Records from a data source:
━━━━━━━━━━━━━━━━

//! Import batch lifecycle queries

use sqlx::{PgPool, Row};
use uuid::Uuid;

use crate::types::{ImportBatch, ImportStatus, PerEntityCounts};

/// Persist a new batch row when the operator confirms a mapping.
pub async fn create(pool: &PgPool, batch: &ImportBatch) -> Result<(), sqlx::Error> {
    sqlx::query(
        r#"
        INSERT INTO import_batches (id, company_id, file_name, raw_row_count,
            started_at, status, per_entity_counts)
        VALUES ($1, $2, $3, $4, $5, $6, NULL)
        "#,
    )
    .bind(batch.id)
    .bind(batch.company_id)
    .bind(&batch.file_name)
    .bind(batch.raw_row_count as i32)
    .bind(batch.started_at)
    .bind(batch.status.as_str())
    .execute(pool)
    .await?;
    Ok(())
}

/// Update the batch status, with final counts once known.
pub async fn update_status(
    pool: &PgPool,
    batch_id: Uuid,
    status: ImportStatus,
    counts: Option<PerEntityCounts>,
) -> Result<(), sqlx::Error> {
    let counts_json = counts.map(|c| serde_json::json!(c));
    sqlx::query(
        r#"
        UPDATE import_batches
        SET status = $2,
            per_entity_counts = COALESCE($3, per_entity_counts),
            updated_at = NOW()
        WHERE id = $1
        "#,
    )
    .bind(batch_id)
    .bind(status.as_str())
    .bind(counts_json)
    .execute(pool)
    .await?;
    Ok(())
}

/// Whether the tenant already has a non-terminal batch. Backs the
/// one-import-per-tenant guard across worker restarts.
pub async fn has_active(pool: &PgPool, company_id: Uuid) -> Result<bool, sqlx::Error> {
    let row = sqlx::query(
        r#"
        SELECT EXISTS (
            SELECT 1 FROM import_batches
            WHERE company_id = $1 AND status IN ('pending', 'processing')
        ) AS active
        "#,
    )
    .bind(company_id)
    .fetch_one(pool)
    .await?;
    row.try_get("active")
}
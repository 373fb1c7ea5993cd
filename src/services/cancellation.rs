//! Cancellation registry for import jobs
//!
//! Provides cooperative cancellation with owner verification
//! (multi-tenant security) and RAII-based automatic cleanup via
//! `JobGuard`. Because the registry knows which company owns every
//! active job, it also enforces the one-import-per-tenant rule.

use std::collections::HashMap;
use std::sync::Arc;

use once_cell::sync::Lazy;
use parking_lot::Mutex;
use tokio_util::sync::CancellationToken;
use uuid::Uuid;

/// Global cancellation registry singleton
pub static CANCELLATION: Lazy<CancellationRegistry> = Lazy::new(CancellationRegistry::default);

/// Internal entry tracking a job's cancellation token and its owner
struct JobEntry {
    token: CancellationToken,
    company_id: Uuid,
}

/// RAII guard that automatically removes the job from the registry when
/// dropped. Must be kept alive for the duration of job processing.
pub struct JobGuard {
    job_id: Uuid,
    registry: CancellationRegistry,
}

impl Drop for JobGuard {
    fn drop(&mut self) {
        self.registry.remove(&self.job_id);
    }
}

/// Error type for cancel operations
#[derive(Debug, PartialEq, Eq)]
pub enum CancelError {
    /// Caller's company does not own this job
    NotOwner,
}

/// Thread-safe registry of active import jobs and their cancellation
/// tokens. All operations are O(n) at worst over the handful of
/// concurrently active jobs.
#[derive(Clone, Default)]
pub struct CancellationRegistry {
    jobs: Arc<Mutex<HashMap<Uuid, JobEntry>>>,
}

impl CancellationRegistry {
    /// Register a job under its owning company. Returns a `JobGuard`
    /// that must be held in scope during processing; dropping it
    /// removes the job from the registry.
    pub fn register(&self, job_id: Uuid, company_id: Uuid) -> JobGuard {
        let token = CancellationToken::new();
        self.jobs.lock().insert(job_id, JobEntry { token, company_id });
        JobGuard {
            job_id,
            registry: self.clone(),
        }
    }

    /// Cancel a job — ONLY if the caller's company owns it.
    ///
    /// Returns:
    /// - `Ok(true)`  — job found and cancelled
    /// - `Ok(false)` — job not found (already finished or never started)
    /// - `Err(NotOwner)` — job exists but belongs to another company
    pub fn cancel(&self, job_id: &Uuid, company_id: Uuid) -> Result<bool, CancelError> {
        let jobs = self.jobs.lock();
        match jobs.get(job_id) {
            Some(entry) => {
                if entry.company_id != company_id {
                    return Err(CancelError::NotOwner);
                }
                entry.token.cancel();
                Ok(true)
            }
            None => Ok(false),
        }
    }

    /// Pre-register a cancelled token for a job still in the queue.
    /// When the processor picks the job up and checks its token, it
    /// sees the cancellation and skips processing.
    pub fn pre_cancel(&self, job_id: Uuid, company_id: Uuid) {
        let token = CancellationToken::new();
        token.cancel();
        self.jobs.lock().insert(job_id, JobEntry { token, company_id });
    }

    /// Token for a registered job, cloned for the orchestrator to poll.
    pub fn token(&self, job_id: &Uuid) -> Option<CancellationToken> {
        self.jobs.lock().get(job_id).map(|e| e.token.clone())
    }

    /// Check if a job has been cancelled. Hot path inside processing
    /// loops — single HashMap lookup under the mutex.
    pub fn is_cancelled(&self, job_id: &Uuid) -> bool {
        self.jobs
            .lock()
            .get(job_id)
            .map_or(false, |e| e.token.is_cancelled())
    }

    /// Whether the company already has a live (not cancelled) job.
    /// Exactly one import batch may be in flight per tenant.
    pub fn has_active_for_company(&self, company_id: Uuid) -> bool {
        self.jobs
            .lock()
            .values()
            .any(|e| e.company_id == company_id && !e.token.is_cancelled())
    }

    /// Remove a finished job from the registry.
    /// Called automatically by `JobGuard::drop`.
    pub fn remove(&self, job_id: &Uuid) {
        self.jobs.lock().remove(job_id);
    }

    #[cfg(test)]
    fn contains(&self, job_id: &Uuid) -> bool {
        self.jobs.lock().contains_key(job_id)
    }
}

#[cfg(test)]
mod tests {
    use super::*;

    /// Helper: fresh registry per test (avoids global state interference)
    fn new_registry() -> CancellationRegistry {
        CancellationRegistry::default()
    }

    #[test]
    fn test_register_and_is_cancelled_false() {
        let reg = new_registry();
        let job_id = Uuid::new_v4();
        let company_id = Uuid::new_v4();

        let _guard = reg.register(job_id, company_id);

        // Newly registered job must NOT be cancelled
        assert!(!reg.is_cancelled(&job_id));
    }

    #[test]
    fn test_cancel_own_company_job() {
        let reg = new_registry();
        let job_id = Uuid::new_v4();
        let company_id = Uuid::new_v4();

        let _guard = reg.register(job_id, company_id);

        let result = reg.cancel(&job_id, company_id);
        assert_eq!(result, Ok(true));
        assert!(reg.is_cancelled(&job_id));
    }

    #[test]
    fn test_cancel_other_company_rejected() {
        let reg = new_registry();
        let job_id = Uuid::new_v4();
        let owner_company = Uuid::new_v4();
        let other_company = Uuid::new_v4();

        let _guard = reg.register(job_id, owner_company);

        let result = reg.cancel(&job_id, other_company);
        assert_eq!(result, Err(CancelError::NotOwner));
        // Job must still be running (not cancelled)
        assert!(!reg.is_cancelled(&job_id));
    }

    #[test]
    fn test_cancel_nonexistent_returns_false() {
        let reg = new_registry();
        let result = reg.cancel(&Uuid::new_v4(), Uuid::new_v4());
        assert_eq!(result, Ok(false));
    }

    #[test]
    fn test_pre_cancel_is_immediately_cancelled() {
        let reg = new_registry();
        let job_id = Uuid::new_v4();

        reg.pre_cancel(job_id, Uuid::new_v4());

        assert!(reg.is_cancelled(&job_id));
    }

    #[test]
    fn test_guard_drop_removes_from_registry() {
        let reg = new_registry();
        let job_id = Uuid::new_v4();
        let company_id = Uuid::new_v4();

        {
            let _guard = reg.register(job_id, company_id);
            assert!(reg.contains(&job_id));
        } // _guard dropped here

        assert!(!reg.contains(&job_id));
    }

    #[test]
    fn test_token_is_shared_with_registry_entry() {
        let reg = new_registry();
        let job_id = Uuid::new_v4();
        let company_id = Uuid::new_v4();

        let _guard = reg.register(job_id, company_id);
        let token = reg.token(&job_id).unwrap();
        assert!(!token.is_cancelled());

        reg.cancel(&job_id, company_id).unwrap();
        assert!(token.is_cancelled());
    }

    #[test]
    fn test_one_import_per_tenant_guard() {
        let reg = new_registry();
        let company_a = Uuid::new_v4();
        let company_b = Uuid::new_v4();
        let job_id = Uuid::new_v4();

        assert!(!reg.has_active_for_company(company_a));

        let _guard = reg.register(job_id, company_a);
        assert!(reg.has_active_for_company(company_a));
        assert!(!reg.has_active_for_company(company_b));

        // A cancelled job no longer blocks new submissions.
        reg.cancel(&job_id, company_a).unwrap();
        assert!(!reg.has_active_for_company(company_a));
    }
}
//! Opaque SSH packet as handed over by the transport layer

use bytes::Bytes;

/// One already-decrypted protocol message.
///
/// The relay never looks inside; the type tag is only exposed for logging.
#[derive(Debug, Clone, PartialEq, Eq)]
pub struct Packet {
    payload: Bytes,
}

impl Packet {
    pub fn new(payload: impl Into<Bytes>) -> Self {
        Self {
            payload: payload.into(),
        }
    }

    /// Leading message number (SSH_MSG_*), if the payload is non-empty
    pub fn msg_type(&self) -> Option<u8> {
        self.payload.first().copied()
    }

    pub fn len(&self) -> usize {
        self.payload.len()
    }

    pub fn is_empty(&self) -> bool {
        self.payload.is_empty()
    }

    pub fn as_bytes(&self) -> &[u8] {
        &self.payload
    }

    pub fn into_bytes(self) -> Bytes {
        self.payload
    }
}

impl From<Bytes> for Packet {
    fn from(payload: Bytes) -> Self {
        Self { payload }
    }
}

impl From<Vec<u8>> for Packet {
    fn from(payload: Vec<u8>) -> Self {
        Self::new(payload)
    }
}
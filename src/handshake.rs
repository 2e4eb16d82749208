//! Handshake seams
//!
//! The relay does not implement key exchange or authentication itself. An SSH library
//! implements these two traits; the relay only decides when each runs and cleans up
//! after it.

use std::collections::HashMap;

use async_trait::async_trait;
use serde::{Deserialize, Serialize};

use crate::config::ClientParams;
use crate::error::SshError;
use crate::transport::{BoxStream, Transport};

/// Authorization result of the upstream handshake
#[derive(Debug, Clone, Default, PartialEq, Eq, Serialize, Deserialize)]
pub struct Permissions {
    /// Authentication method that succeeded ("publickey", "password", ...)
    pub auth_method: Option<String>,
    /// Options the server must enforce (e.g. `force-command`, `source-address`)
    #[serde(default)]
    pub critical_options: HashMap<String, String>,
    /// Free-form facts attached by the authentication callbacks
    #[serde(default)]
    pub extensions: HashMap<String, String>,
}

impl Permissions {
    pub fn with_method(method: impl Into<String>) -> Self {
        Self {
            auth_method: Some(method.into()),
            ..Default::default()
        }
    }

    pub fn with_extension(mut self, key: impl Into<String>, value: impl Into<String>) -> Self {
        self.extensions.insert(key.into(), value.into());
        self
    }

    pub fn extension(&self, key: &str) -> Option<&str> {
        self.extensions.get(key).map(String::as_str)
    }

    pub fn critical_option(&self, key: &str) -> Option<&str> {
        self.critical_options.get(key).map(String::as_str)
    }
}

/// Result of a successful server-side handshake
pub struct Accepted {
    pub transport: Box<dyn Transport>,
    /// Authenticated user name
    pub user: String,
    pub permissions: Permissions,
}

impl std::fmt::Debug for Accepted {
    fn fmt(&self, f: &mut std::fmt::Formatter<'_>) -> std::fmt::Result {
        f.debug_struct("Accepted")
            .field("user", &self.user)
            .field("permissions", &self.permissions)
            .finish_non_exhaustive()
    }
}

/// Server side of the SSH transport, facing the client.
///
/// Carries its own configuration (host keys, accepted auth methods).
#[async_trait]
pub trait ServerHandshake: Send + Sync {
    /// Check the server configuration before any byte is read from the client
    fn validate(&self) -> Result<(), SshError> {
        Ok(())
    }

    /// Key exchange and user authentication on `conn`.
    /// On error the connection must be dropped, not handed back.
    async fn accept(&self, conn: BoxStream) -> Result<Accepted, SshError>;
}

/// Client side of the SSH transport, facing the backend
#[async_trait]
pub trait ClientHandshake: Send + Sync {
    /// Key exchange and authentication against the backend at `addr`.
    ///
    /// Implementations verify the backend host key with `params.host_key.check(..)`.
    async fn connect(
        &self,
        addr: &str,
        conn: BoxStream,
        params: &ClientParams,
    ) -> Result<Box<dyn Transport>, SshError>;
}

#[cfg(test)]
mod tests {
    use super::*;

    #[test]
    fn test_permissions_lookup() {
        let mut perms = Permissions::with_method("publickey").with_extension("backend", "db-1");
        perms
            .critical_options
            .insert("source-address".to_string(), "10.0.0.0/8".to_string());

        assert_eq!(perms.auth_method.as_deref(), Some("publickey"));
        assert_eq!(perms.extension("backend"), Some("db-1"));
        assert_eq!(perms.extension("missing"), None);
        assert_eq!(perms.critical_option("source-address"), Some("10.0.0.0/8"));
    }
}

━━━━━━━━━━━━━━━━

→ THE TASK
Return the number of lines in the data above that include the word "ImportStatus", and nothing else.

→ REPLY
2